Stored records

-- -- --

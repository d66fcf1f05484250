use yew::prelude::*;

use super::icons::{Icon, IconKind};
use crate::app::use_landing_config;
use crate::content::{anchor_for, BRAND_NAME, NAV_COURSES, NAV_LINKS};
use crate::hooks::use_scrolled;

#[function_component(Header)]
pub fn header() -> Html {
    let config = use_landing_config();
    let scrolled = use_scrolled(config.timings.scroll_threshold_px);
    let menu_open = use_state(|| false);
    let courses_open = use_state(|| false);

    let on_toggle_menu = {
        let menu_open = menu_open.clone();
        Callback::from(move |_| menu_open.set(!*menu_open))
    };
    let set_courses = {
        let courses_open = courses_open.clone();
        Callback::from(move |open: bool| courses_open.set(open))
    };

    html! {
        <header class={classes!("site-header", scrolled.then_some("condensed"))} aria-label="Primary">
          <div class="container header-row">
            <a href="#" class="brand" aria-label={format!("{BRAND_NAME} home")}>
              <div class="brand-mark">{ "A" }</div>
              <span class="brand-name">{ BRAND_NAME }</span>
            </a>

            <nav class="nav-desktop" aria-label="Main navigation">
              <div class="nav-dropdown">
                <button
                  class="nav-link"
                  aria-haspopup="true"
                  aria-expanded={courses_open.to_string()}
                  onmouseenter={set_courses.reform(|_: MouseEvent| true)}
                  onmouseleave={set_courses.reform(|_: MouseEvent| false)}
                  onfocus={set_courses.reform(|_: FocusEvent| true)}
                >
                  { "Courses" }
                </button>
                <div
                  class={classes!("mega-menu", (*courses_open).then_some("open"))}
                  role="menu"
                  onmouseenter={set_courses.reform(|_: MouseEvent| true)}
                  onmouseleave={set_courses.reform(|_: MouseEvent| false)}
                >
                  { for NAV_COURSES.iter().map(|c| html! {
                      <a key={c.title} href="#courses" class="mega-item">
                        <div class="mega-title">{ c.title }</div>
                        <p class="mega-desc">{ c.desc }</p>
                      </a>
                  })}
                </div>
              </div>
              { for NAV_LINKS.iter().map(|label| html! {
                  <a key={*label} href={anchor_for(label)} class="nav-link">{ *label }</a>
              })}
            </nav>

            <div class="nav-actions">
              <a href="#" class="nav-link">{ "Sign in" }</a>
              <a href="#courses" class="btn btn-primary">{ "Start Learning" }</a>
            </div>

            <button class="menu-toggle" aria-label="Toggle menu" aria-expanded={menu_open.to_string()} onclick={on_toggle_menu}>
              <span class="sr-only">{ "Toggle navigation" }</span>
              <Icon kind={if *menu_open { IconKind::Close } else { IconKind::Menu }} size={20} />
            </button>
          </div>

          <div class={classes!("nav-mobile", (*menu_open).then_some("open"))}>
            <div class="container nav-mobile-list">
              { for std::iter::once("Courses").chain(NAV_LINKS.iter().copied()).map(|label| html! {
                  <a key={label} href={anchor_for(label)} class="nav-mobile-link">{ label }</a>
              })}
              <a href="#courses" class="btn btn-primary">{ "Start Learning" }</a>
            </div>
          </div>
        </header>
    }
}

-- -- --

- _Task brief_
Tally the lines above that contain "move"; give only the number.

- _Your solution_
2